Non si può arrivare dappertutto, ma si può scegliere dove vogliamo arrivare. La nostra sapienza stolta ci porta ad occupare, fino a scoppiare, il nostro tempo. Non abbiamo tempo per nulla di umano ma solo tempo per correre in ogni dove. Non abbiamo tempo per nulla perché la disperazione che c’è in noi ci fa girare come trottole. Dipingiamo come lazzarone uno che non ha nulla da fare per non guardare la paura che invade ogni ganglio della nostra esistenza quando ci super occupiamo in cose che non danno vita ma che succhiano vita. La paura di stare con noi stessi e col prossimo, l’insicurezza di incontrare l’altro, la chiusura nei confronti della vita, ci porta a compiere delle pazzie che facciamo passare come cose importanti.
Il nostro modo di impostare la vita, che ha le sue necessità, non sempre si manifesta come modalità saggia.
Pensiamo che evidenziare le criticità del nostro vivere sia cosa saggia, mentre invece, il più delle volte, diventa solo un modo per creare divisioni e per non affrontare e risolvere i problemi, per riempire il tempo di cose vuote.
Ai piccoli il Padre ha manifestato la sua sapienza. La sapienza di Dio che diventa fonte di pace. Noi riusciamo molto bene, con le nostre sapienze e le nostre conoscenze più o meno scientifiche, anche in fatto di religione, a creare distinzioni che diventano fonte di divisioni. I piccoli, no! I piccoli si mettono in ascolto del dono di Dio e della sua sapienza e scorgono la bellezza del dono della pace.
La pace è frutto del dono di Dio, la pace è frutto dell’accoglienza del dono di Dio. Sono sempre più convinto che la pace è un dono di Dio fatto ai piccoli che accolgono e vivono la sapienza di Dio che è invito a vivere come agnelli e non come lupi.
Liberi dalle nostre ipocrite capacità di risolvere i problemi, complicandoli sempre più, accoglieremo il dono della sapienza divina.

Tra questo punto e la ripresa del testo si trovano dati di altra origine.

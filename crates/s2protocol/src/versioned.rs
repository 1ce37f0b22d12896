//! The versioned decoder.
//!
//! Decodes the self-describing wire format: every value is preceded by a
//! one-byte field-type tag, integers are sign-flagged varints, and all
//! reads are byte-aligned. Struct fields are tagged on the wire, so a
//! newer replay can carry fields an older schema does not know; those are
//! skipped exactly. Used for the header, game details and tracker events.

use s2protocol_buffers::{BitBuffer, ByteOrder};

use crate::decoder::{splice_parent, Decoder};
use crate::error::DecodeError;
use crate::types::TypeInfo;
use crate::value::{BitArray, Struct, Value};

// Wire field types. The schema implies the expected one, so the decoder
// reads and discards the byte; the skipper dispatches on it.
const FIELD_ARRAY: u8 = 0;
const FIELD_BIT_ARRAY: u8 = 1;
const FIELD_BLOB: u8 = 2;
const FIELD_CHOICE: u8 = 3;
const FIELD_OPTIONAL: u8 = 4;
const FIELD_STRUCT: u8 = 5;
const FIELD_U8: u8 = 6;
const FIELD_U32: u8 = 7;
const FIELD_U64: u8 = 8;
const FIELD_VARINT: u8 = 9;

pub(crate) struct VersionedDecoder<'a> {
    buf: BitBuffer<'a>,
    type_infos: &'a [TypeInfo],
}

impl<'a> VersionedDecoder<'a> {
    pub fn new(contents: &'a [u8], type_infos: &'a [TypeInfo]) -> Self {
        Self {
            buf: BitBuffer::new(contents, ByteOrder::Big),
            type_infos,
        }
    }

    /// Decodes one value of the given type id.
    pub fn instance(&mut self, typeid: usize) -> Result<Value, DecodeError> {
        let infos: &'a [TypeInfo] = self.type_infos;
        let ti = infos
            .get(typeid)
            .ok_or(DecodeError::UnknownTypeId(typeid))?;

        match ti {
            TypeInfo::Int(_) => {
                self.buf.read_byte()?; // field type (9)
                Ok(Value::Int(read_varint(&mut self.buf)?))
            }
            TypeInfo::Struct(fields) => {
                self.buf.read_byte()?; // field type (5)
                let mut s = Struct::with_capacity(fields.len());
                let length = read_varint(&mut self.buf)?;
                for _ in 0..length {
                    let tag = read_varint(&mut self.buf)?;
                    let Some(f) = fields.iter().find(|f| f.tag == tag) else {
                        // The schema knows nothing about this field.
                        skip_instance(&mut self.buf)?;
                        continue;
                    };
                    let value = self.instance(f.typeid)?;
                    if f.is_name_parent {
                        if let Some(replacement) = splice_parent(&mut s, fields.len(), f, value) {
                            return Ok(replacement);
                        }
                    } else {
                        s.set(f.name.clone(), value);
                    }
                }
                Ok(Value::Struct(s))
            }
            TypeInfo::Choice { fields, .. } => {
                self.buf.read_byte()?; // field type (3)
                let tag = read_varint(&mut self.buf)?;
                if tag < 0 || tag as usize >= fields.len() {
                    tracing::debug!(tag, "choice tag out of range, yielding null");
                    return Ok(Value::Null);
                }
                let f = &fields[tag as usize];
                let value = self.instance(f.typeid)?;
                let mut s = Struct::with_capacity(1);
                s.set(f.name.clone(), value);
                Ok(Value::Struct(s))
            }
            TypeInfo::Array { element, .. } => {
                self.buf.read_byte()?; // field type (0)
                let length = read_length(&mut self.buf)?;
                let mut items = Vec::with_capacity(length);
                for _ in 0..length {
                    items.push(self.instance(*element)?);
                }
                Ok(Value::Array(items))
            }
            TypeInfo::BitArray(_) => {
                self.buf.read_byte()?; // field type (1)
                let count = read_length(&mut self.buf)?;
                let data = self.buf.read_aligned(count.div_ceil(8))?.to_vec();
                Ok(Value::BitArray(BitArray { count, data }))
            }
            TypeInfo::Blob(_) => {
                self.buf.read_byte()?; // field type (2)
                let length = read_length(&mut self.buf)?;
                let bytes = self.buf.read_aligned(length)?;
                Ok(Value::Str(String::from_utf8_lossy(bytes).into_owned()))
            }
            TypeInfo::Optional { inner } => {
                self.buf.read_byte()?; // field type (4)
                if self.buf.read_byte()? != 0 {
                    self.instance(*inner)
                } else {
                    Ok(Value::Null)
                }
            }
            TypeInfo::Bool => {
                self.buf.read_byte()?; // field type (6)
                Ok(Value::Bool(self.buf.read_byte()? != 0))
            }
            TypeInfo::FourCc => {
                self.buf.read_byte()?; // field type (7)
                let bytes = self.buf.read_aligned(4)?;
                Ok(Value::Str(String::from_utf8_lossy(bytes).into_owned()))
            }
            TypeInfo::Null => Ok(Value::Null),
        }
    }
}

impl Decoder for VersionedDecoder<'_> {
    fn eof(&self) -> bool {
        self.buf.eof()
    }

    fn byte_align(&mut self) {
        self.buf.byte_align();
    }

    fn instance(&mut self, typeid: usize) -> Result<Value, DecodeError> {
        VersionedDecoder::instance(self, typeid)
    }
}

/// Reads a variable-length integer.
///
/// Bytes come low-order group first; bit 7 of each byte is a continuation
/// flag. The least-significant bit of the assembled value is a sign flag,
/// the rest is the magnitude.
pub(crate) fn read_varint(buf: &mut BitBuffer<'_>) -> Result<i64, DecodeError> {
    let mut value: i64 = 0;
    let mut shift: u32 = 0;
    loop {
        let data = i64::from(buf.read_byte()?);
        if shift < 64 {
            value |= (data & 0x7f) << shift;
        }
        if data & 0x80 == 0 {
            return Ok(if value & 0x01 != 0 {
                -(value >> 1)
            } else {
                value >> 1
            });
        }
        shift += 7;
    }
}

fn read_length(buf: &mut BitBuffer<'_>) -> Result<usize, DecodeError> {
    usize::try_from(read_varint(buf)?).map_err(|_| DecodeError::UnexpectedValue {
        expected: "a nonnegative length",
    })
}

/// Consumes exactly one value without a schema, dispatching on the wire
/// field type. Used for struct fields whose tag the schema does not know;
/// the skip must be length-exact so the stream stays aligned.
fn skip_instance(buf: &mut BitBuffer<'_>) -> Result<(), DecodeError> {
    let field_type = buf.read_byte()?;
    match field_type {
        FIELD_ARRAY => {
            for _ in 0..read_length(buf)? {
                skip_instance(buf)?;
            }
        }
        FIELD_BIT_ARRAY => {
            let count = read_length(buf)?;
            buf.read_aligned(count.div_ceil(8))?;
        }
        FIELD_BLOB => {
            let length = read_length(buf)?;
            buf.read_aligned(length)?;
        }
        FIELD_CHOICE => {
            read_varint(buf)?; // tag
            skip_instance(buf)?;
        }
        FIELD_OPTIONAL => {
            if buf.read_byte()? != 0 {
                skip_instance(buf)?;
            }
        }
        FIELD_STRUCT => {
            for _ in 0..read_length(buf)? {
                read_varint(buf)?; // tag
                skip_instance(buf)?;
            }
        }
        FIELD_U8 => {
            buf.read_byte()?;
        }
        FIELD_U32 => {
            buf.read_aligned(4)?;
        }
        FIELD_U64 => {
            buf.read_aligned(8)?;
        }
        FIELD_VARINT => {
            read_varint(buf)?;
        }
        other => {
            tracing::debug!(field_type = other, "unknown wire field type");
            return Err(DecodeError::UnexpectedValue {
                expected: "a known wire field type",
            });
        }
    }
    Ok(())
}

Beati gli occhi che vedono ciò che voi vedete e beati gli orecchi che odono ciò che voi udite. Gesù a Tommaso incredulo della testimonianza degli Apostoli dice “beati coloro che pur non avendo visto crederanno”. Queste due beatitudini non sono in contraddizione ma sono in completamento. Innanzitutto perché il vedere è qualcosa di più grande e di più profondo del dare uno sguardo coi nostri occhi. È un vedere contemplando ed è un vedere ascoltante. Vedere Gesù Incarnato e sentire tutto quello che questa presenza del Dio con noi sparge a piene mani per il mondo. Al di là delle violenze degli umani; al di là delle sopraffazioni; al di là della violenza della natura; c’è qualcosa che si muove e che muove la vita. Se facessimo silenzio, se non avessimo più impegni, qualcosa potremmo ritornare a vedere e a sentire, qualcosa potremmo di nuovo ritornare a percepire con la nostra pancia; qualcosa che è vita, che è linfa vitale che dalle radici entra nell’albero e raggiunge anche il ramo più lontano.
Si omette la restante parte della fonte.